That was my initial reaction (sorry posted before I saw your follow-up comment). However, in order to support job dependency workflows in a sub-instance, we'd have to more difficult-to-implement features like grow/shrink, whereas "meta job" is a bit easier to wrap my head around. However, I think you are right that if we could push ensemble jobs off into sub-instances, that much better fits the design of flux.

grondo on 5 Oct 2018

whereas "meta job" is a bit easier to wrap my head around. However, I think you are right that if we could push ensemble jobs off into sub-instances, that much better fits the design of flux.

True. But when I created an instance myself with a set of jobs submitted in my initial program, I had somewhat difficult time to wait for all submitted jobs to complete.

Somehow it felt like we need a bit better group control. Seems a lightweight metajob has many uses cases before latching on a full subinstance.

I do believe we can benefit from talking to workflow manager guys to look at their dependency patterns and communication needs among jobs.

dongahn on 5 Oct 2018

👍1

when I created an instance myself with a set of jobs submitted in my initial program, I had somewhat difficult time to wait for all submitted jobs to complete.
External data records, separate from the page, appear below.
//! The long-lived worker process: lifecycle state machine and entry points.

use std::sync::Arc;

use serde::{Deserialize, Serialize};
use swkit_net::{Fetcher, Request};
use tokio::sync::{mpsc, RwLock};
use tracing::{debug, info};
use url::Url;

use crate::clients::{ClientType, Clients};
use crate::config::WorkerConfig;
use crate::dispatch::{Bypass, FetchDispatcher, FetchOutcome};
use crate::generation::{ActivationReport, GenerationManager};
use crate::precache::{PrecacheLoader, PrecacheReport};
use crate::store::CacheStorage;
use crate::WorkerError;

/// Worker state.
#[derive(Debug, Clone, Copy, PartialEq, Eq, Default, Serialize, Deserialize)]
pub enum ServiceWorkerState {
    /// Configured, nothing run yet.
    #[default]
    Parsed,
    /// Precaching.
    Installing,
    /// Installed but waiting for activation.
    Installed,
    /// Retiring old generations.
    Activating,
    /// Active and controlling pages.
    Activated,
    /// Install or activation failed.
    Redundant,
}

/// A notification for the host to display.
#[derive(Debug, Clone, PartialEq, Eq, Serialize, Deserialize)]
pub struct Notification {
    pub title: String,
    pub body: String,
    pub icon: Option<String>,
    pub badge: Option<String>,
}

/// Worker events.
#[derive(Debug, Clone, PartialEq)]
pub enum WorkerEvent {
    /// State changed.
    StateChange {
        version: String,
        state: ServiceWorkerState,
    },
    /// A superseded generation was deleted.
    GenerationRemoved { name: String },
    /// Display a notification.
    ShowNotification(Notification),
    /// An existing window was focused.
    ClientFocused { client_id: String },
    /// A new window was opened.
    WindowOpened { client_id: String, url: Url },
}

/// Outcome of [`OfflineWorker::start`].
#[derive(Debug, Clone, PartialEq, Eq)]
pub struct StartReport {
    pub precache: PrecacheReport,
    /// `None` when the worker is left waiting.
    pub activation: Option<ActivationReport>,
}

/// Offline delivery worker.
///
/// Entry points: [`install`](Self::install), [`activate`](Self::activate),
/// [`fetch`](Self::fetch), [`push`](Self::push) and
/// [`notification_click`](Self::notification_click).
pub struct OfflineWorker {
    config: Arc<WorkerConfig>,
    storage: Arc<CacheStorage>,
    fetcher: Arc<dyn Fetcher>,
    dispatcher: FetchDispatcher,
    state: RwLock<ServiceWorkerState>,
    clients: Arc<RwLock<Clients>>,
    event_tx: mpsc::UnboundedSender<WorkerEvent>,
}

impl OfflineWorker {
    /// Create a worker in the `Parsed` state.
    pub fn new(
        config: Arc<WorkerConfig>,
        storage: Arc<CacheStorage>,
        fetcher: Arc<dyn Fetcher>,
    ) -> Result<(Self, mpsc::UnboundedReceiver<WorkerEvent>), WorkerError> {
        let (event_tx, event_rx) = mpsc::unbounded_channel();
        let dispatcher = FetchDispatcher::new(storage.clone(), fetcher.clone(), &config)?;

        Ok((
            Self {
                config,
                storage,
                fetcher,
                dispatcher,
                state: RwLock::new(ServiceWorkerState::Parsed),
                clients: Arc::new(RwLock::new(Clients::new())),
                event_tx,
            },
            event_rx,
        ))
    }

    pub fn config(&self) -> &WorkerConfig {
        &self.config
    }

    pub fn storage(&self) -> &Arc<CacheStorage> {
        &self.storage
    }

    /// Controlled clients.
    pub fn clients(&self) -> Arc<RwLock<Clients>> {
        self.clients.clone()
    }

    pub async fn state(&self) -> ServiceWorkerState {
        *self.state.read().await
    }

    /// Precache the manifest into the current generation.
    pub async fn install(&self) -> Result<PrecacheReport, WorkerError> {
        let manifest = self.config.precache_urls()?;
        self.transition(ServiceWorkerState::Parsed, ServiceWorkerState::Installing)
            .await?;

        let loader = PrecacheLoader::new(self.storage.clone(), self.fetcher.clone())
            .with_timeout(self.config.fetch_timeout());
        match loader.run(&self.config.version, &manifest).await {
            Ok(report) => {
                self.set_state(ServiceWorkerState::Installed).await;
                Ok(report)
            }
            Err(e) => {
                self.set_state(ServiceWorkerState::Redundant).await;
                Err(e.into())
            }
        }
    }

    /// Retire every other generation and take control of window clients.
    pub async fn activate(&self) -> Result<ActivationReport, WorkerError> {
        self.transition(ServiceWorkerState::Installed, ServiceWorkerState::Activating)
            .await?;

        let manager = GenerationManager::new(self.storage.clone(), self.config.delete_retry());
        let report = match manager.activate(&self.config.version).await {
            Ok(report) => report,
            Err(e) => {
                self.set_state(ServiceWorkerState::Redundant).await;
                return Err(e.into());
            }
        };

        for name in &report.removed {
            self.emit(WorkerEvent::GenerationRemoved { name: name.clone() });
        }
        self.take_control().await;
        Ok(report)
    }

    /// Install, then activate unless `skip_waiting` is off.
    pub async fn start(&self) -> Result<StartReport, WorkerError> {
        let precache = self.install().await?;
        let activation = if self.config.skip_waiting {
            Some(self.activate().await?)
        } else {
            debug!(version = %self.config.version, "Waiting for activation");
            None
        };
        Ok(StartReport {
            precache,
            activation,
        })
    }

    /// Resume a previously activated generation without precaching again.
    ///
    /// Returns `false`, leaving the worker `Parsed`, when storage holds no
    /// cache for the current version.
    pub async fn resume(&self) -> Result<bool, WorkerError> {
        let state = self.state().await;
        if state != ServiceWorkerState::Parsed {
            return Err(WorkerError::InvalidState {
                expected: ServiceWorkerState::Parsed,
                actual: state,
            });
        }
        if !self.storage.has(&self.config.version).await {
            debug!(version = %self.config.version, "No cache to resume");
            return Ok(false);
        }
        self.take_control().await;
        Ok(true)
    }

    /// Handle an intercepted request.
    pub async fn fetch(&self, request: Request) -> Result<FetchOutcome, WorkerError> {
        if self.state().await != ServiceWorkerState::Activated {
            return Ok(FetchOutcome::Passthrough {
                request,
                reason: Bypass::NotControlling,
            });
        }
        self.dispatcher.dispatch(request).await
    }

    /// Handle a push message: show a notification with the payload text.
    pub fn push(&self, payload: Option<&str>) -> Notification {
        let settings = &self.config.notification;
        let body = payload
            .filter(|text| !text.is_empty())
            .unwrap_or(settings.default_body.as_str())
            .to_string();

        let notification = Notification {
            title: settings.title.clone(),
            body,
            icon: settings.icon.clone(),
            badge: settings.badge.clone(),
        };
        self.emit(WorkerEvent::ShowNotification(notification.clone()));
        notification
    }

    /// Handle a notification click: focus a window already showing the
    /// configured page, or open one.
    pub async fn notification_click(&self) -> Result<WorkerEvent, WorkerError> {
        let target = self.config.resolve(&self.config.notification.open_url)?;
        let controller = self.controller().await;
        let mut clients = self.clients.write().await;

        let existing = clients
            .match_all(Some(ClientType::Window))
            .into_iter()
            .find(|c| c.url.path() == target.path())
            .map(|c| c.id.clone());

        let event = match existing.and_then(|id| clients.get_mut(&id)) {
            Some(client) => {
                client.focus()?;
                WorkerEvent::ClientFocused {
                    client_id: client.id.clone(),
                }
            }
            None => {
                let client = clients.open_window(target, controller);
                WorkerEvent::WindowOpened {
                    client_id: client.id,
                    url: client.url,
                }
            }
        };
        self.emit(event.clone());
        Ok(event)
    }

    /// Version tag controlling new clients, once activated.
    async fn controller(&self) -> Option<String> {
        (self.state().await == ServiceWorkerState::Activated).then(|| self.config.version.clone())
    }

    async fn take_control(&self) {
        self.set_state(ServiceWorkerState::Activated).await;
        let claimed = self.clients.write().await.claim(&self.config.version);
        info!(version = %self.config.version, claimed, "Controlling clients");
    }

    async fn transition(
        &self,
        expected: ServiceWorkerState,
        next: ServiceWorkerState,
    ) -> Result<(), WorkerError> {
        {
            let mut state = self.state.write().await;
            if *state != expected {
                return Err(WorkerError::InvalidState {
                    expected,
                    actual: *state,
                });
            }
            *state = next;
        }
        self.announce(next);
        Ok(())
    }

    async fn set_state(&self, next: ServiceWorkerState) {
        *self.state.write().await = next;
        self.announce(next);
    }

    fn announce(&self, state: ServiceWorkerState) {
        info!(version = %self.config.version, state = ?state, "Worker state changed");
        self.emit(WorkerEvent::StateChange {
            version: self.config.version.clone(),
            state,
        });
    }

    fn emit(&self, event: WorkerEvent) {
        // A host that dropped the receiver is not listening.
        let _ = self.event_tx.send(event);
    }
}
Let's be sure we make that work, regardless! (Seems fundamental)

garlick on 5 Oct 2018

Summary of our conversation over coffee:

The in, out, inout, runtime syntax suggested by @trws in https://github.com/flux-framework/rfc/pull/51#issuecomment-232119915 seems like a good starting point. We should be able to specify an arbitrary DAG this way. One thought was to look at other dependency synatxes in addition to OpenMP.
Due to the linear progression of job states, once a job has moved from 'depend' to 'sched', it cannot go back to 'depend'. So the dependency module/service should only handle "one-time" or "one-way" dependencies. This is fine for "run this job after this other job", but dependencies like "run this job only if lustre1 is up" should be handled some other way (like by adding it to the resource section of the jobspec).
- Additionally, users should only be able to add a new "in" dependency to a job if the job is still in the depend state. On the other hand, users should always be able to add new "out" dependencies to jobs, regardless of their state.
We need to decide what to do for dependency lifetimes. Example: the Pilot2 workflow has pre-processing jobs, which each have a unique out dependency and a GPU MD job, which each have a corresponding in dependency. Since the two types of jobs are loosely coupled, the throughput of the pre-processing jobs could be higher than the GPU jobs. It would be nice if the unsatisfied out dependencies stuck around long enough that the Pilot2 team could submit more jobs later on (a few days later, for example) and have the dependency resolution pick up where it left off. Problem: we now potentially have a data structure that grows unbounded.
- Do we want an out dependency to stick around forever?
- Do we want to add lifetimes to each dependency (with some default like 1 week)? And do we provide a CLI for users to pre-maturely "expire" out dependencies
- Should dependencies have counts associated with them, and when the count is reached, the dependency is "garbage collected"?
For dependency symbols/types, we like the idea of using a URI. That way you can unambiguously specify a dependency on an abstract symbol, a FLUID, a file, an event, or a message.
- file:///p/lustre1/$USER/workflow1/simdata.hdf5
- fluid:hungry-hippos-white-elephant?state=running
- symbol:foo
We will need some way to reject jobs that have a dependency when no dependency service is loaded
- One suggestion was to always have at least a dummy dependency service that can look for a "depends" tag in the jobspec and then immediately reject the job.
The dependency service/module will (like the scheduler) need some way to register its own, custom validation script with the job-manager, based on its abilities (e.g., supports symbols and files but not messages or events).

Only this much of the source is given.